» Aim of the exercise
In the listing below, find every line with the string "Starts" and pull it out.

» The data
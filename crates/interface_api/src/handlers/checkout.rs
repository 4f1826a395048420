//! Checkout session handlers

use axum::{
    extract::{Path, State},
    Json,
};
use uuid::Uuid;

use core_kernel::OrderId;

use crate::dto::payment::CheckoutSessionResponse;
use crate::{error::ApiError, AppState};

/// Starts a deposit checkout session for a new order
pub async fn start_deposit(
    State(state): State<AppState>,
    Path(id): Path<Uuid>,
) -> Result<Json<CheckoutSessionResponse>, ApiError> {
    let session = state.checkout.start_deposit(OrderId::from(id)).await?;

    Ok(Json(CheckoutSessionResponse {
        session_id: session.id,
        url: session.url,
    }))
}

/// Starts a balance checkout session for a deposit-paid order
pub async fn start_balance(
    State(state): State<AppState>,
    Path(id): Path<Uuid>,
) -> Result<Json<CheckoutSessionResponse>, ApiError> {
    let session = state.checkout.start_full_payment(OrderId::from(id)).await?;

    Ok(Json(CheckoutSessionResponse {
        session_id: session.id,
        url: session.url,
    }))
}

» Task result
/// Starts a deposit checkout session for a new order
/// Starts a balance checkout session for a deposit-paid order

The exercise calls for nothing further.